Step 1: Understand the setup.
$\Delta ABC$ is right-angled at $A$ (so $\angle BAC = 90^\circ$). $AD \perp BC$, so $\angle ADB = \angle ADC = 90^\circ$. We need to prove $\Delta DBA \sim \Delta DAC$.
Step 2: Identify angles in $\Delta DBA$.
In $\Delta DBA$: $\angle BDA = 90^\circ$ (AD is altitude). Let $\angle ABD = \angle B$. Then $\angle DAB = 90^\circ - \angle B$.
Step 3: Identify angles in $\Delta DAC$.
In $\Delta DAC$: $\angle ADC = 90^\circ$. $\angle ACD = \angle C$. Since in $\Delta ABC$, $\angle B + \angle C = 90^\circ$ (as $\angle A = 90^\circ$), we get $\angle DAC = 90^\circ - \angle C = \angle B$.
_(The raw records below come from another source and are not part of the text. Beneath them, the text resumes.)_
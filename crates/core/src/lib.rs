#![doc = include_str!("../README.md")]

pub mod config;
pub mod error;
pub mod report;
pub mod types;

// --- 주요 타입 re-export ---
// 각 모듈의 핵심 타입을 크레이트 루트에서 바로 사용할 수 있도록 합니다.

// 에러
pub use error::{CanaryError, ConfigError, ContractError, TransportError};

// 설정
pub use config::CanaryConfig;

// 리포트
pub use report::{RunReport, SCENARIO_ORDER, ScenarioKind, ScenarioReport, Verdict};

// 도메인 타입
pub use types::{
    ApiObject, ApiResponse, DeleteReceipt, ObjectDraft, ObjectPatch, STATUS_CODE_NOT_FOUND,
    STATUS_CODE_SUCCESS,
};
//! Remote objects API abstraction for testability.
//!
//! The [`ObjectsApi`] trait abstracts the six endpoint calls of the target
//! service, allowing production code to use [`HttpObjectsApi`] while tests
//! use `MockObjectsApi`.
//!
//! # Architecture
//!
//! ```text
//! ┌─────────────────┐
//! │ LifecycleRunner │
//! └────────┬────────┘
//!          │
//!          ▼
//!   ┌─────────────┐
//!   │ ObjectsApi  │ (trait)
//!   └─────────────┘
//!        │     │
//!        ▼     ▼
//!   ┌──────┐ ┌──────┐
//!   │ Http │ │ Mock │
//!   └───┬──┘ └──────┘
//!       │
//!       ▼
//!   remote service
//! ```
//!
//! # Status codes are data, not errors
//!
//! A 4xx/5xx response is NOT a transport error: it comes back in
//! [`ApiResponse`] for the contract layer to judge. `TransportError` is
//! reserved for requests that never produced a readable response
//! (connection failure, timeout, undecodable body).
//!
//! # Object ID Validation
//!
//! Methods that accept object IDs validate them before building a URL:
//! - Must be 1-128 characters
//! - Must contain only ASCII alphanumerics or `-`
//! - Empty IDs and IDs with path characters are rejected
//!
//! # Examples
//!
//! ```ignore
//! use restcanary_core::config::ServiceConfig;
//! use restcanary_lifecycle::HttpObjectsApi;
//!
//! let api = HttpObjectsApi::from_config(&ServiceConfig::default())?;
//! let response = api.list_objects().await?;
//! assert_eq!(response.status, 200);
//! # Ok::<(), restcanary_core::error::TransportError>(())
//! ```

use std::future::Future;
use std::time::Duration;

use serde_json::Value;
use tracing::debug;

use restcanary_core::config::ServiceConfig;
use restcanary_core::error::TransportError;
use restcanary_core::types::{ApiResponse, ObjectDraft, ObjectPatch};

/// Objects collection endpoint, relative to the service base URL.
const OBJECTS_PATH: &str = "objects";

/// Validates an object ID before it is interpolated into a URL path.
///
/// The service assigns opaque string IDs (short decimals for seed data,
/// hex strings for created objects). This function rejects anything that
/// could alter the request path.
fn validate_object_id(id: &str) -> Result<(), TransportError> {
    if id.is_empty() || id.len() > 128 {
        return Err(TransportError::InvalidUrl {
            url: format!("{OBJECTS_PATH}/{id}"),
            reason: format!("invalid object id: length {} (must be 1-128)", id.len()),
        });
    }
    if !id.chars().all(|c| c.is_ascii_alphanumeric() || c == '-') {
        return Err(TransportError::InvalidUrl {
            url: format!("{OBJECTS_PATH}/{id}"),
            reason: "invalid object id: contains characters outside [0-9A-Za-z-]".to_owned(),
        });
    }
    Ok(())
}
Step 4: Apply AA similarity criterion.
In $\Delta DBA$ and $\Delta DAC$: $\angle BDA = \angle ADC = 90^\circ$ and $\angle ABD = \angle DAC = \angle B$. By AA criterion: $\Delta DBA \sim \Delta DAC$. Proved!
Step 5: State the corresponding sides ratio.
From the similarity: \[ \frac{DB}{DA} = \frac{DA}{DC} = \frac{AB}{AC} \] This gives the important result: $DA^2 = DB \times DC$ (geometric mean relation).
Step 6: Conclusion.
By AA similarity criterion, $\Delta DBA \sim \Delta DAC$ is proved.
\[ \boxed{\Delta DBA \sim \Delta DAC \text{ (proved by AA criterion)}} \]